Prompt
Output the full listing exactly, character for character.

=== Section Start ===

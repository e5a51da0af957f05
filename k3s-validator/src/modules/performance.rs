//! `performance` category: pod startup latency and API request throughput.
//!
//! Thresholds come from `[checks]`; exceeding one is a warning, since a slow
//! cluster still works.

use std::time::Duration;

use tokio::time::Instant;
use tracing::debug;

use k3s_validator_cluster::{ClusterClient, ClusterError, Condition, PodRequest};
use k3s_validator_core::Category;

use super::ModuleRegistry;
use crate::context::{ModuleContext, Verdict};
use crate::error::ModuleError;
use crate::module::{ModuleInfo, TestModule};

pub fn register<C: ClusterClient>(registry: &mut ModuleRegistry<C>) {
    registry.register(PodStartup);
    registry.register(ApiThroughput);
}

// ─── pod-startup ─────────────────────────────────────────────────────

static POD_STARTUP: ModuleInfo = ModuleInfo::new(
    Category::Performance,
    "pod-startup",
    "time from pod creation to Ready",
);

pub struct PodStartup;

impl<C: ClusterClient> TestModule<C> for PodStartup {
    fn info(&self) -> &ModuleInfo {
        &POD_STARTUP
    }

    async fn run(&self, ctx: &ModuleContext<C>) -> Result<(), ModuleError> {
        ctx.check("startup-latency", startup_latency(ctx)).await
    }
}

async fn startup_latency<C: ClusterClient>(
    ctx: &ModuleContext<C>,
) -> Result<Verdict, ClusterError> {
    let samples = ctx.checks().pod_startup_samples;
    let mut timings = Vec::with_capacity(samples as usize);
    for sample in 1..=samples {
        let elapsed = time_pod_start(ctx).await?;
        debug!(sample, elapsed_ms = elapsed.as_millis() as u64, "pod startup sample");
        timings.push(elapsed);
    }
    Ok(startup_verdict(
        &timings,
        Duration::from_secs(ctx.checks().pod_startup_warn_secs),
    ))
}

async fn time_pod_start<C: ClusterClient>(ctx: &ModuleContext<C>) -> Result<Duration, ClusterError> {
    let pod = PodRequest::new(ctx.unique_name("startup"), ctx.web_image());
    let started = Instant::now();
    let resource = ctx.create_pod(&pod).await?;
    let ready = ctx
        .wait(&resource, Condition::PodReady, ctx.timeouts().pod_ready())
        .await;
    let elapsed = started.elapsed();
    ctx.cleanup(&resource).await;
    ready.map(|()| elapsed)
}

fn startup_verdict(timings: &[Duration], warn_above: Duration) -> Verdict {
    let Some(slowest) = timings.iter().max() else {
        return Verdict::Skip("no samples taken".to_owned());
    };
    let total: Duration = timings.iter().sum();
    let average = total / timings.len() as u32;
    let summary = format!(
        "average {:.2}s, slowest {:.2}s over {} pod(s)",
        average.as_secs_f64(),
        slowest.as_secs_f64(),
        timings.len()
    );
    if average > warn_above {
        Verdict::Warn(format!("{summary} (warn above {}s)", warn_above.as_secs()))
    } else {
        Verdict::Pass(summary)
    }
}

// ─── api-throughput ──────────────────────────────────────────────────

static API_THROUGHPUT: ModuleInfo = ModuleInfo::new(
    Category::Performance,
    "api-throughput",
    "sequential API read throughput",
);

pub struct ApiThroughput;

impl<C: ClusterClient> TestModule<C> for ApiThroughput {
    fn info(&self) -> &ModuleInfo {
        &API_THROUGHPUT
    }

    async fn run(&self, ctx: &ModuleContext<C>) -> Result<(), ModuleError> {
        ctx.check("request-rate", request_rate(ctx)).await
    }
}

async fn request_rate<C: ClusterClient>(ctx: &ModuleContext<C>) -> Result<Verdict, ClusterError> {
    let requests = ctx.checks().api_throughput_requests;
    let mut errors = Vec::new();
    let started = Instant::now();
    for _ in 0..requests {
        match ctx.client().list_pods(ctx.namespace(), None).await {
            Ok(_) => {}
            Err(e) if e.is_fatal() => return Err(e),
            Err(e) => errors.push(e.to_string()),
        }
    }
    let elapsed = started.elapsed();
    Ok(rate_verdict(
        requests,
        elapsed,
        &errors,
        ctx.checks().api_throughput_min_rps,
    ))
}

fn rate_verdict(requests: u32, elapsed: Duration, errors: &[String], min_rps: f64) -> Verdict {
    if let Some(first) = errors.first() {
        return Verdict::Fail(format!(
            "{}/{requests} requests failed, first: {first}",
            errors.len()
        ));
    }
    let rps = f64::from(requests) / elapsed.max(Duration::from_millis(1)).as_secs_f64();
    if rps < min_rps {
        Verdict::Warn(format!("{rps:.1} req/s, below {min_rps:.1} req/s"))
    } else {
        Verdict::Pass(format!(
            "{requests} requests in {:.2}s ({rps:.1} req/s)",
            elapsed.as_secs_f64()
        ))
    }
}

#[cfg(test)]
mod tests {
    use super::*;
    use crate::context::testing::Harness;
    use k3s_validator_cluster::SimulatedCluster;
    use k3s_validator_core::TestStatus;

    #[test]
    fn slow_average_warns() {
        let timings = [Duration::from_secs(20), Duration::from_secs(50)];
        assert!(matches!(
            startup_verdict(&timings, Duration::from_secs(30)),
            Verdict::Warn(_)
        ));
        assert_eq!(
            startup_verdict(&timings, Duration::from_secs(40)),
            Verdict::Pass("average 35.00s, slowest 50.00s over 2 pod(s)".to_owned())
        );
    }

    #[test]
    fn zero_elapsed_does_not_divide_by_zero() {
        match rate_verdict(20, Duration::ZERO, &[], 10.0) {
            Verdict::Pass(message) => assert!(message.contains("20000.0 req/s")),
            other => panic!("unexpected {other:?}"),
        }
    }

    #[test]
    fn slow_api_warns_and_errors_fail() {
        assert!(matches!(
            rate_verdict(20, Duration::from_secs(10), &[], 10.0),
            Verdict::Warn(_)
        ));
        let errors = vec!["list_pods: simulated server error".to_owned()];
        assert!(matches!(
            rate_verdict(20, Duration::from_secs(1), &errors, 10.0),
            Verdict::Fail(_)
        ));
    }

    #[tokio::test]
    async fn pods_start_and_are_removed() {
        let harness = Harness::new(SimulatedCluster::healthy_single_node()).await;
        let ctx = harness.context(POD_STARTUP);
        PodStartup.run(&ctx).await.unwrap();
        assert_eq!(harness.cluster.count_calls("create_pod").await, 3);
        assert_eq!(harness.cluster.count_calls("delete_pod").await, 3);
        drop(ctx);
        let suite = harness.finish().await;
        assert_eq!(suite.results()[0].status, TestStatus::Pass);
    }

    #[tokio::test]
    async fn throughput_issues_configured_requests() {
        let harness = Harness::new(SimulatedCluster::healthy_single_node()).await;
        ApiThroughput.run(&harness.context(API_THROUGHPUT)).await.unwrap();
        assert_eq!(harness.cluster.count_calls("list_pods").await, 20);
        let suite = harness.finish().await;
        assert_eq!(suite.failed(), 0);
        assert_eq!(suite.total(), 1);
    }
}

=== Section End ===

Exercise response
repository e5a51da0af957f05
filename k3s-validator/src/modules/performance.rs
//! `performance` category: pod startup latency and API request throughput.
//!
//! Thresholds come from `[checks]`; exceeding one is a warning, since a slow
//! cluster still works.

use std::time::Duration;

use tokio::time::Instant;
use tracing::debug;

use k3s_validator_cluster::{ClusterClient, ClusterError, Condition, PodRequest};
use k3s_validator_core::Category;

use super::ModuleRegistry;
use crate::context::{ModuleContext, Verdict};
use crate::error::ModuleError;
use crate::module::{ModuleInfo, TestModule};

pub fn register<C: ClusterClient>(registry: &mut ModuleRegistry<C>) {
    registry.register(PodStartup);
    registry.register(ApiThroughput);
}

// ─── pod-startup ─────────────────────────────────────────────────────

static POD_STARTUP: ModuleInfo = ModuleInfo::new(
    Category::Performance,
    "pod-startup",
    "time from pod creation to Ready",
);

pub struct PodStartup;

impl<C: ClusterClient> TestModule<C> for PodStartup {
    fn info(&self) -> &ModuleInfo {
        &POD_STARTUP
    }

    async fn run(&self, ctx: &ModuleContext<C>) -> Result<(), ModuleError> {
        ctx.check("startup-latency", startup_latency(ctx)).await
    }
}

async fn startup_latency<C: ClusterClient>(
    ctx: &ModuleContext<C>,
) -> Result<Verdict, ClusterError> {
    let samples = ctx.checks().pod_startup_samples;
    let mut timings = Vec::with_capacity(samples as usize);
    for sample in 1..=samples {
        let elapsed = time_pod_start(ctx).await?;
        debug!(sample, elapsed_ms = elapsed.as_millis() as u64, "pod startup sample");
        timings.push(elapsed);
    }
    Ok(startup_verdict(
        &timings,
        Duration::from_secs(ctx.checks().pod_startup_warn_secs),
    ))
}

async fn time_pod_start<C: ClusterClient>(ctx: &ModuleContext<C>) -> Result<Duration, ClusterError> {
    let pod = PodRequest::new(ctx.unique_name("startup"), ctx.web_image());
    let started = Instant::now();
    let resource = ctx.create_pod(&pod).await?;
    let ready = ctx
        .wait(&resource, Condition::PodReady, ctx.timeouts().pod_ready())
        .await;
    let elapsed = started.elapsed();
    ctx.cleanup(&resource).await;
    ready.map(|()| elapsed)
}

fn startup_verdict(timings: &[Duration], warn_above: Duration) -> Verdict {
    let Some(slowest) = timings.iter().max() else {
        return Verdict::Skip("no samples taken".to_owned());
    };
    let total: Duration = timings.iter().sum();
    let average = total / timings.len() as u32;
    let summary = format!(
        "average {:.2}s, slowest {:.2}s over {} pod(s)",
        average.as_secs_f64(),
        slowest.as_secs_f64(),
        timings.len()
    );
    if average > warn_above {
        Verdict::Warn(format!("{summary} (warn above {}s)", warn_above.as_secs()))
    } else {
        Verdict::Pass(summary)
    }
}

// ─── api-throughput ──────────────────────────────────────────────────

static API_THROUGHPUT: ModuleInfo = ModuleInfo::new(
    Category::Performance,
    "api-throughput",
    "sequential API read throughput",
);

pub struct ApiThroughput;

impl<C: ClusterClient> TestModule<C> for ApiThroughput {
    fn info(&self) -> &ModuleInfo {
        &API_THROUGHPUT
    }

    async fn run(&self, ctx: &ModuleContext<C>) -> Result<(), ModuleError> {
        ctx.check("request-rate", request_rate(ctx)).await
    }
}

async fn request_rate<C: ClusterClient>(ctx: &ModuleContext<C>) -> Result<Verdict, ClusterError> {
    let requests = ctx.checks().api_throughput_requests;
    let mut errors = Vec::new();
    let started = Instant::now();
    for _ in 0..requests {
        match ctx.client().list_pods(ctx.namespace(), None).await {
            Ok(_) => {}
            Err(e) if e.is_fatal() => return Err(e),
            Err(e) => errors.push(e.to_string()),
        }
    }
    let elapsed = started.elapsed();
    Ok(rate_verdict(
        requests,
        elapsed,
        &errors,
        ctx.checks().api_throughput_min_rps,
    ))
}

fn rate_verdict(requests: u32, elapsed: Duration, errors: &[String], min_rps: f64) -> Verdict {
    if let Some(first) = errors.first() {
        return Verdict::Fail(format!(
            "{}/{requests} requests failed, first: {first}",
            errors.len()
        ));
    }
    let rps = f64::from(requests) / elapsed.max(Duration::from_millis(1)).as_secs_f64();
    if rps < min_rps {
        Verdict::Warn(format!("{rps:.1} req/s, below {min_rps:.1} req/s"))
    } else {
        Verdict::Pass(format!(
            "{requests} requests in {:.2}s ({rps:.1} req/s)",
            elapsed.as_secs_f64()
        ))
    }
}

#[cfg(test)]
mod tests {
    use super::*;
    use crate::context::testing::Harness;
    use k3s_validator_cluster::SimulatedCluster;
    use k3s_validator_core::TestStatus;

    #[test]
    fn slow_average_warns() {
        let timings = [Duration::from_secs(20), Duration::from_secs(50)];
        assert!(matches!(
            startup_verdict(&timings, Duration::from_secs(30)),
            Verdict::Warn(_)
        ));
        assert_eq!(
            startup_verdict(&timings, Duration::from_secs(40)),
            Verdict::Pass("average 35.00s, slowest 50.00s over 2 pod(s)".to_owned())
        );
    }

    #[test]
    fn zero_elapsed_does_not_divide_by_zero() {
        match rate_verdict(20, Duration::ZERO, &[], 10.0) {
            Verdict::Pass(message) => assert!(message.contains("20000.0 req/s")),
            other => panic!("unexpected {other:?}"),
        }
    }

    #[test]
    fn slow_api_warns_and_errors_fail() {
        assert!(matches!(
            rate_verdict(20, Duration::from_secs(10), &[], 10.0),
            Verdict::Warn(_)
        ));
        let errors = vec!["list_pods: simulated server error".to_owned()];
        assert!(matches!(
            rate_verdict(20, Duration::from_secs(1), &errors, 10.0),
            Verdict::Fail(_)
        ));
    }

    #[tokio::test]
    async fn pods_start_and_are_removed() {
        let harness = Harness::new(SimulatedCluster::healthy_single_node()).await;
        let ctx = harness.context(POD_STARTUP);
        PodStartup.run(&ctx).await.unwrap();
        assert_eq!(harness.cluster.count_calls("create_pod").await, 3);
        assert_eq!(harness.cluster.count_calls("delete_pod").await, 3);
        drop(ctx);
        let suite = harness.finish().await;
        assert_eq!(suite.results()[0].status, TestStatus::Pass);
    }

    #[tokio::test]
    async fn throughput_issues_configured_requests() {
        let harness = Harness::new(SimulatedCluster::healthy_single_node()).await;
        ApiThroughput.run(&harness.context(API_THROUGHPUT)).await.unwrap();
        assert_eq!(harness.cluster.count_calls("list_pods").await, 20);
        let suite = harness.finish().await;
        assert_eq!(suite.failed(), 0);
        assert_eq!(suite.total(), 1);
    }
}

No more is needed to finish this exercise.